This blog post examines how Auschwitz’s ‘gray zone’ became a complex space where survival, collaboration, innocence, and responsibility intertwined, deeply exploring the erosion of humanity and moral judgment under extreme conditions.
Life continues always, everywhere. Even in Auschwitz, daily life existed. Prisoners could at least choose how to live and die, and the range of those choices was remarkably diverse. Even there, humans were agents of their actions. They each experienced, appropriated, and acted upon the extreme circumstances in their own ways. Therefore, the seemingly contradictory ‘daily life in Auschwitz’ actually existed, and the ‘history of daily life in Auschwitz’ is also possible. While the primary subject of historical narration is generally the structures and forces that move society as a whole or individuals, the focus of the history of daily life is on how people act and how interactions between people produce and transform historical concreteness. Primo Levi, a survivor of Auschwitz, focused on “everyday life in extreme circumstances,” or “extraordinary everyday life.” He meticulously documented and analyzed humanity under attack, collapsing and hurtling toward destruction, and how humanity could survive and revive.
Levi used the term “the gray zone” to describe this. This was because the binary distinction between perpetrator and victim alone could not adequately describe the patterns of life within this ‘extraordinary everyday’. According to his observations, the way of life chosen by most people was one of resignation and conformity. Only a tiny minority among them survived. Levi described these survivors as “an anonymous crowd/subhumanity, constantly replaced yet always the same, marching in silence and laboring with great effort.” So who were the majority of survivors? First, there were those who gained authority by being selected by the SS and became the ‘privileged class’. This ‘privileged class’ constituted an extremely small minority among the prisoners but exhibited the highest survival rate. Fundamentally, to survive in a situation where rations were woefully inadequate, one had to secure more food, and to do that, one had to obtain ‘privilege’, whether great or small. And privilege, by its very nature, defends and protects itself. For instance, what awaited a newly arrived ‘newcomer’ was not the comfort of fellow inmates, but the shouts, insults, and fists of the ‘privileged class’. They sought to break the ‘newcomer’, to extinguish the embers of dignity that the other still held onto, even if they themselves had long since lost it.
Others survived by different means. These were individuals who, though not part of the ‘privileged class,’ adapted to the ‘jungle’ by relying on their survival instincts. Their lives, unconcerned with dignity or conscience, implied the painful and arduous struggle of a solitary individual against all others. Consequently, significant deviations and compromises regarding moral principles were inevitable.
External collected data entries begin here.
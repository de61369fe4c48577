use std::path::Path;

use once_cell::sync::Lazy;
use regex::Regex;
use thiserror::Error;
use url::Url;

use crate::config::models::GatewayConfig;

#[derive(Error, Debug)]
pub enum ValidationError {
    #[error("Configuration validation failed: {message}")]
    ValidationFailed { message: String },

    #[error("Invalid field '{field}': {message}")]
    InvalidField { field: String, message: String },

    #[error("Missing required field: {field}")]
    MissingField { field: String },

    #[error("Invalid URL in field '{field}': {url} - {reason}")]
    InvalidUrl {
        field: String,
        url: String,
        reason: String,
    },

    #[error("Invalid TLS configuration: {message}")]
    InvalidTls { message: String },
}

pub type ValidationResult<T> = Result<T, ValidationError>;

static DOMAIN_RE: Lazy<Regex> = Lazy::new(|| {
    Regex::new(r"^[a-zA-Z0-9]([a-zA-Z0-9-]{0,61}[a-zA-Z0-9])?(\.[a-zA-Z0-9]([a-zA-Z0-9-]{0,61}[a-zA-Z0-9])?)+$")
        .expect("domain regex is valid")
});

/// Configuration validator with collected error reporting.
pub struct ConfigValidator;

impl ConfigValidator {
    /// Validate a complete gateway configuration.
    pub fn validate(config: &GatewayConfig) -> ValidationResult<()> {
        let mut errors = Vec::new();

        if config.server_domain.is_empty() {
            errors.push(ValidationError::MissingField {
                field: "server_domain".to_string(),
            });
        } else if !Self::is_valid_domain(&config.server_domain) {
            errors.push(ValidationError::InvalidField {
                field: "server_domain".to_string(),
                message: format!("'{}' is not a valid domain name", config.server_domain),
            });
        }

        if let Err(err) = Self::validate_url(&config.backend_url, "backend_url") {
            errors.push(err);
        }
        if let Some(default_backend) = &config.default_backend {
            if let Err(err) = Self::validate_url(default_backend, "default_backend") {
                errors.push(err);
            }
        }

        for (field, value) in [
            ("failure_threshold", config.failure_threshold as u64),
            ("failover_max_retries", config.failover_max_retries as u64),
            ("backend_max_retries", config.backend_max_retries as u64),
            ("cache_max_entries", config.cache_max_entries as u64),
            ("max_body_bytes", config.max_body_bytes),
        ] {
            if value == 0 {
                errors.push(ValidationError::InvalidField {
                    field: field.to_string(),
                    message: "must be greater than 0".to_string(),
                });
            }
        }

        if let Err(err) = Self::validate_tls(config) {
            errors.push(err);
        }

        if errors.is_empty() {
            Ok(())
        } else {
            Err(ValidationError::ValidationFailed {
                message: Self::format_multiple_errors(errors),
            })
        }
    }

    fn validate_url(url: &Url, field: &str) -> ValidationResult<()> {
        if url.scheme() != "http" && url.scheme() != "https" {
            return Err(ValidationError::InvalidUrl {
                field: field.to_string(),
                url: url.to_string(),
                reason: "URL must use http:// or https:// scheme".to_string(),
            });
        }
        if url.host().is_none() {
            return Err(ValidationError::InvalidUrl {
                field: field.to_string(),
                url: url.to_string(),
                reason: "URL must have a valid host".to_string(),
            });
        }
        Ok(())
    }

    fn validate_tls(config: &GatewayConfig) -> ValidationResult<()> {
        match (&config.tls_cert_path, &config.tls_key_path) {
            (None, None) => Ok(()),
            (Some(cert_path), Some(key_path)) => {
                if !Path::new(cert_path).exists() {
                    return Err(ValidationError::InvalidTls {
                        message: format!("Certificate file not found: {}", cert_path.display()),
                    });
                }
                if !Path::new(key_path).exists() {
                    return Err(ValidationError::InvalidTls {
                        message: format!("Private key file not found: {}", key_path.display()),
                    });
                }
                Ok(())
            }
            _ => Err(ValidationError::InvalidTls {
                message: "TLS requires both tls_cert_path and tls_key_path".to_string(),
            }),
        }
    }

    fn is_valid_domain(domain: &str) -> bool {
        domain.len() <= 253 && DOMAIN_RE.is_match(domain)
    }

    fn format_multiple_errors(errors: Vec<ValidationError>) -> String {
        let mut message = format!("Found {} validation error(s):\n", errors.len());
        for (i, error) in errors.iter().enumerate() {
            message.push_str(&format!("  {}. {}\n", i + 1, error));
        }
        message
    }
}

#[cfg(test)]
mod tests {
    use super::*;

    fn valid_config() -> GatewayConfig {
        GatewayConfig {
            server_domain: "example.com".to_string(),
            ..Default::default()
        }
    }

    #[test]
    fn test_valid_config() {
        assert!(ConfigValidator::validate(&valid_config()).is_ok());
    }

    #[test]
    fn test_missing_server_domain() {
        let config = GatewayConfig::default();
        let result = ConfigValidator::validate(&config);
        assert!(result.is_err());
        assert!(
            result
                .unwrap_err()
                .to_string()
                .contains("Missing required field: server_domain")
        );
    }

    #[test]
    fn test_invalid_server_domain() {
        let mut config = valid_config();
        config.server_domain = ".example.com".to_string();
        assert!(ConfigValidator::validate(&config).is_err());

        config.server_domain = "example..com".to_string();
        assert!(ConfigValidator::validate(&config).is_err());
    }

    #[test]
    fn test_zero_thresholds_rejected() {
        let mut config = valid_config();
        config.failure_threshold = 0;
        let result = ConfigValidator::validate(&config);
        assert!(result.is_err());
        assert!(result.unwrap_err().to_string().contains("failure_threshold"));
    }

    #[test]
    fn test_tls_requires_both_paths() {
        let mut config = valid_config();
        config.tls_cert_path = Some("/tmp/cert.pem".into());
        let result = ConfigValidator::validate(&config);
        assert!(result.is_err());
        assert!(result.unwrap_err().to_string().contains("TLS"));
    }

    #[test]
    fn test_domain_validation() {
        assert!(ConfigValidator::is_valid_domain("example.com"));
        assert!(ConfigValidator::is_valid_domain("sub.example.co.uk"));
        assert!(!ConfigValidator::is_valid_domain("localhost"));
        assert!(!ConfigValidator::is_valid_domain(""));
        assert!(!ConfigValidator::is_valid_domain("-bad.example.com"));
    }
}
Thus, the ‘gray zone’ is a place where perpetrators and victims, masters and slaves, both diverge and converge simultaneously. It is a place highly likely to confuse our very judgments. In a sense, ambiguity is the essence of the ‘gray zone’. The sources of this ambiguity are diverse. First, evil and innocence are intermingled. Prisoners were fundamentally innocent. Yet they could, to some extent, voluntarily inflict evil upon others. The paradox that the actions of the ‘gray man’ are both innocent and not innocent arises here. Of course, the evil he commits is clearly on a different level from the evil perpetrated by the Nazis. Another source lies in the actor’s motivation. For instance, the block leader held certain authority as part of the ‘privileged class’. While appearing to cooperate outwardly, a minority who actually participated in the resistance movement sometimes exploited this authority. Yet they also sacrificed other innocent people for the sake of the resistance organization.
So what created this ‘gray zone’? First, the Nazis needed the help of the oppressed due to manpower shortages. Since these collaborators were once enemies, the best way to control them was to taint them, establishing bonds of complicity. Second, the more intense the oppression, the greater the tendency among the oppressed to willingly cooperate. Under harsh circumstances, people become ‘grey individuals’ for various reasons. Yet this ambiguity of the ‘grey zone’ can also be a source of serious confusion and distortion. Witnessing situations where perpetrators and victims are reversed and intermingled, one might insist that it is difficult to assign responsibility to anyone.
However, the question Levi poses to us is different. He demands constant reflection on humanity and human nature. The simplistic dichotomy that the perpetrators, the Nazis, were evil and the victims, the prisoners, were innocent, merely turns the memory of Auschwitz into a passive, fossilized cliché. What matters is persistently re-examining questions that yield no clear answers and fundamentally questioning established conventions. Only when we confront the face of the ‘monster’ head-on and refuse to look away can we, as humans, avoid becoming monsters ourselves.